Start of SUPPLIED RECORDS

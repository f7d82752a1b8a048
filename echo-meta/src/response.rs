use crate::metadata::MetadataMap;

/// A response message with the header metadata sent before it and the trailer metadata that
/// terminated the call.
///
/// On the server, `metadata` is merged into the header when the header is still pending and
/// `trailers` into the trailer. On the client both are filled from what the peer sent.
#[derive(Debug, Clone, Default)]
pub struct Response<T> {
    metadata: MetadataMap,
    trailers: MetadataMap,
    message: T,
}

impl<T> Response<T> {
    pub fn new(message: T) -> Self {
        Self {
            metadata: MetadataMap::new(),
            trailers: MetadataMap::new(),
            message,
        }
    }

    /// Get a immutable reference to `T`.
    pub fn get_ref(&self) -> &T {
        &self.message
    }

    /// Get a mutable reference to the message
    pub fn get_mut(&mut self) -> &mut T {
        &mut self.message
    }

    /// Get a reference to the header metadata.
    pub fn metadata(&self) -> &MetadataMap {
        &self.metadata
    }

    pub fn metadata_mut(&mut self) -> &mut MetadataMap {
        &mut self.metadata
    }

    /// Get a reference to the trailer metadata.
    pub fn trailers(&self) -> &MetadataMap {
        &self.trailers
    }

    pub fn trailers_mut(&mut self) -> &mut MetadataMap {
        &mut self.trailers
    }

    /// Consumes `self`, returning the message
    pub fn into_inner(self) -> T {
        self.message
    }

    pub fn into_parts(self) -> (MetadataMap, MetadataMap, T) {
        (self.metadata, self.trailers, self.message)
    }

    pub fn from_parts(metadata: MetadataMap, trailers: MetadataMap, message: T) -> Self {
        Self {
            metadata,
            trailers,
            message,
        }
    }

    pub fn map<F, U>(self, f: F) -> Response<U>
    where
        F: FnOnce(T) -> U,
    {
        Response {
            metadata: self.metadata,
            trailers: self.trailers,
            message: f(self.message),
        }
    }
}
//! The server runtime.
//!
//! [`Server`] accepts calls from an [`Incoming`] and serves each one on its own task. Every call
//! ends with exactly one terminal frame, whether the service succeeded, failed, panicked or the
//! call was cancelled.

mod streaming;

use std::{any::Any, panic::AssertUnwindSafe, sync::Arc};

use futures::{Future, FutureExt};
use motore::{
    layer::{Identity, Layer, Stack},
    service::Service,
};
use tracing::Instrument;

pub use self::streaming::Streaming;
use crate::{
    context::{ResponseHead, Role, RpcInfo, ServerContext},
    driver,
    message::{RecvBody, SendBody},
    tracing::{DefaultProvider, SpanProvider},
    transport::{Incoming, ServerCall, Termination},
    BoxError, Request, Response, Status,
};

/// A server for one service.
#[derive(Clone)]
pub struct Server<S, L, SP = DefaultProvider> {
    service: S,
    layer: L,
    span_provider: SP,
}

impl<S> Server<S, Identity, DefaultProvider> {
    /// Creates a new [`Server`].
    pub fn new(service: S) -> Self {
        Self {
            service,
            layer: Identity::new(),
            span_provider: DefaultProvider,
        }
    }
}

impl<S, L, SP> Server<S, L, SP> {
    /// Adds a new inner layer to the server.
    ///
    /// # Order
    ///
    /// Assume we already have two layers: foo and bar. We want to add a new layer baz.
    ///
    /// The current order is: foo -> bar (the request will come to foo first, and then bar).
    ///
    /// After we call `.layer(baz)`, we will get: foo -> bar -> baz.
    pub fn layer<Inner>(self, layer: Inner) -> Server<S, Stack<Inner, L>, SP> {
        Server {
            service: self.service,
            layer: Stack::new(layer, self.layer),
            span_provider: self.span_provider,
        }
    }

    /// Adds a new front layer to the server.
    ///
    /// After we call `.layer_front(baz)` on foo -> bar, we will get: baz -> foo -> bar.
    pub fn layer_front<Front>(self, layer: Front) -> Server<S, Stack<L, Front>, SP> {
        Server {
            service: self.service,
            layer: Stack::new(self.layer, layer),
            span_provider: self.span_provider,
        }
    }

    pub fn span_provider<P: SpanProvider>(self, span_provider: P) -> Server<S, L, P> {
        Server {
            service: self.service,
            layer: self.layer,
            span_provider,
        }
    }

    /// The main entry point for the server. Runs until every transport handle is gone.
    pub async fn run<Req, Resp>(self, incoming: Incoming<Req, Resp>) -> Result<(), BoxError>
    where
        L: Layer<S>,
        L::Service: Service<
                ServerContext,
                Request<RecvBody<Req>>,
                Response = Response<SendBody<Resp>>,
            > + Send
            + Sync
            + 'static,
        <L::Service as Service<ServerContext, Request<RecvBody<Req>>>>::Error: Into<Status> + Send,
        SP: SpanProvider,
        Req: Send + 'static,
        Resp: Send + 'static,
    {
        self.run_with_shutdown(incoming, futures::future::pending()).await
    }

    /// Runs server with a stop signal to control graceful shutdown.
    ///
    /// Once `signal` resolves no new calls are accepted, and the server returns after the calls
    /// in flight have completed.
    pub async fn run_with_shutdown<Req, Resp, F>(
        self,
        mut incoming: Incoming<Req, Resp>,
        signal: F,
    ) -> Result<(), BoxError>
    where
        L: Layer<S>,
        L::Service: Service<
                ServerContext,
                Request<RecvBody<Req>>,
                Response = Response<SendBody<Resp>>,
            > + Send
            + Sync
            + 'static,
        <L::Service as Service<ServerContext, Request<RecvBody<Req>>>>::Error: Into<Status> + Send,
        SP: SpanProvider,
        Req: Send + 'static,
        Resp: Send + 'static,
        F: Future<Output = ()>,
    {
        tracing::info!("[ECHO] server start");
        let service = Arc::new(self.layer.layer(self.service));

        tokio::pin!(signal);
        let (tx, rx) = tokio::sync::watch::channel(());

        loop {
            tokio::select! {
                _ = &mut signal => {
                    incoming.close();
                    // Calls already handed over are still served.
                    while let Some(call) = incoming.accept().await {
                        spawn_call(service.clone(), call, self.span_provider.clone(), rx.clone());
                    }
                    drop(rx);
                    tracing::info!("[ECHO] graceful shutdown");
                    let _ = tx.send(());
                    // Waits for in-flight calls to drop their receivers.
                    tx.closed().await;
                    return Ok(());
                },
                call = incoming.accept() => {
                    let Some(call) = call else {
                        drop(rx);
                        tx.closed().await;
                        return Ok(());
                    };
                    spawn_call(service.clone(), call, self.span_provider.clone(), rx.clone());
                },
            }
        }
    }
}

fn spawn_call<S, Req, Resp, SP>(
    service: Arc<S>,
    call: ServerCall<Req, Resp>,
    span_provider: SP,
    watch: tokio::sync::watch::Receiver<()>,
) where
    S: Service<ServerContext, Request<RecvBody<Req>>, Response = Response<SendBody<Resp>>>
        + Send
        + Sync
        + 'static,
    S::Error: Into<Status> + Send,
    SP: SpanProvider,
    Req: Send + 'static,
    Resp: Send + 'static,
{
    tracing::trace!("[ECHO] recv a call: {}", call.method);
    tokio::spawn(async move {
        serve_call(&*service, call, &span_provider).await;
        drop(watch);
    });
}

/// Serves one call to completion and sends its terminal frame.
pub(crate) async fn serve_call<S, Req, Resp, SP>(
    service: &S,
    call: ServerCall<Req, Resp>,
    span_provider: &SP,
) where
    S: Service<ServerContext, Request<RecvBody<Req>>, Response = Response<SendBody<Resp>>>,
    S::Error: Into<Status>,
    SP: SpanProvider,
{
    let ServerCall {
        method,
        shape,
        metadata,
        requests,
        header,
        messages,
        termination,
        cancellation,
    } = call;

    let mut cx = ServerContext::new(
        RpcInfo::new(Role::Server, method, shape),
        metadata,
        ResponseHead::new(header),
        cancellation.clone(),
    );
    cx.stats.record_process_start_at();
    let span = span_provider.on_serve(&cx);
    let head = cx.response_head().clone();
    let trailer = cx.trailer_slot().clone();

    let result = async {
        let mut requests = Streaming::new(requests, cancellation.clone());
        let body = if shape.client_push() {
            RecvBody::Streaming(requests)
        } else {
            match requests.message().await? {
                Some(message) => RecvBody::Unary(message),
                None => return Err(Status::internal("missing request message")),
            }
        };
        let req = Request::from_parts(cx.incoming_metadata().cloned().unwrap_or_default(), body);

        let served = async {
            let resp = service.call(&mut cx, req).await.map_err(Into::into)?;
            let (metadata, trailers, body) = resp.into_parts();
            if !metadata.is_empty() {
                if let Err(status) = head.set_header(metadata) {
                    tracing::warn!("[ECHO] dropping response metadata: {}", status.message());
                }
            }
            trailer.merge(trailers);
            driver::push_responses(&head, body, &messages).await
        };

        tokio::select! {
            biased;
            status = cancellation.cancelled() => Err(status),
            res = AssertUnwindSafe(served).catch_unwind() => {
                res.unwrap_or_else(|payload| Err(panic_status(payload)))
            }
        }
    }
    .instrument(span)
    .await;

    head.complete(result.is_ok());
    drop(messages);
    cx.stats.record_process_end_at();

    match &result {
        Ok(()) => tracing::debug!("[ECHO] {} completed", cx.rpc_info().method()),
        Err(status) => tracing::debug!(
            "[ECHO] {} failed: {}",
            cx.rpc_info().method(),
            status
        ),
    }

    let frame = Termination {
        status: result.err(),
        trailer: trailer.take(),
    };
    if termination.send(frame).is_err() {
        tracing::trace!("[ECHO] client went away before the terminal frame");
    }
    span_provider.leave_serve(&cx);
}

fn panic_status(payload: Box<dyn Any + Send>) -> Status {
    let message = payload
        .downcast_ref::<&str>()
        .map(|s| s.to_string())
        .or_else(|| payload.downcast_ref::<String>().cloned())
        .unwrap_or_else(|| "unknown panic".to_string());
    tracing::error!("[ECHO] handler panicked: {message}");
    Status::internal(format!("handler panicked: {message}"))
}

End of SUPPLIED RECORDS

* TASK PROMPT: An exact, complete copy of the lines above from the one with "cx.stats.record_process_start_at();" through the one with "if let Err(status)" is the whole answer.

* OUTPUT OF THE EXERCISE:
    cx.stats.record_process_start_at();
    let span = span_provider.on_serve(&cx);
    let head = cx.response_head().clone();
    let trailer = cx.trailer_slot().clone();

    let result = async {
        let mut requests = Streaming::new(requests, cancellation.clone());
        let body = if shape.client_push() {
            RecvBody::Streaming(requests)
        } else {
            match requests.message().await? {
                Some(message) => RecvBody::Unary(message),
                None => return Err(Status::internal("missing request message")),
            }
        };
        let req = Request::from_parts(cx.incoming_metadata().cloned().unwrap_or_default(), body);

        let served = async {
            let resp = service.call(&mut cx, req).await.map_err(Into::into)?;
            let (metadata, trailers, body) = resp.into_parts();
            if !metadata.is_empty() {
                if let Err(status) = head.set_header(metadata) {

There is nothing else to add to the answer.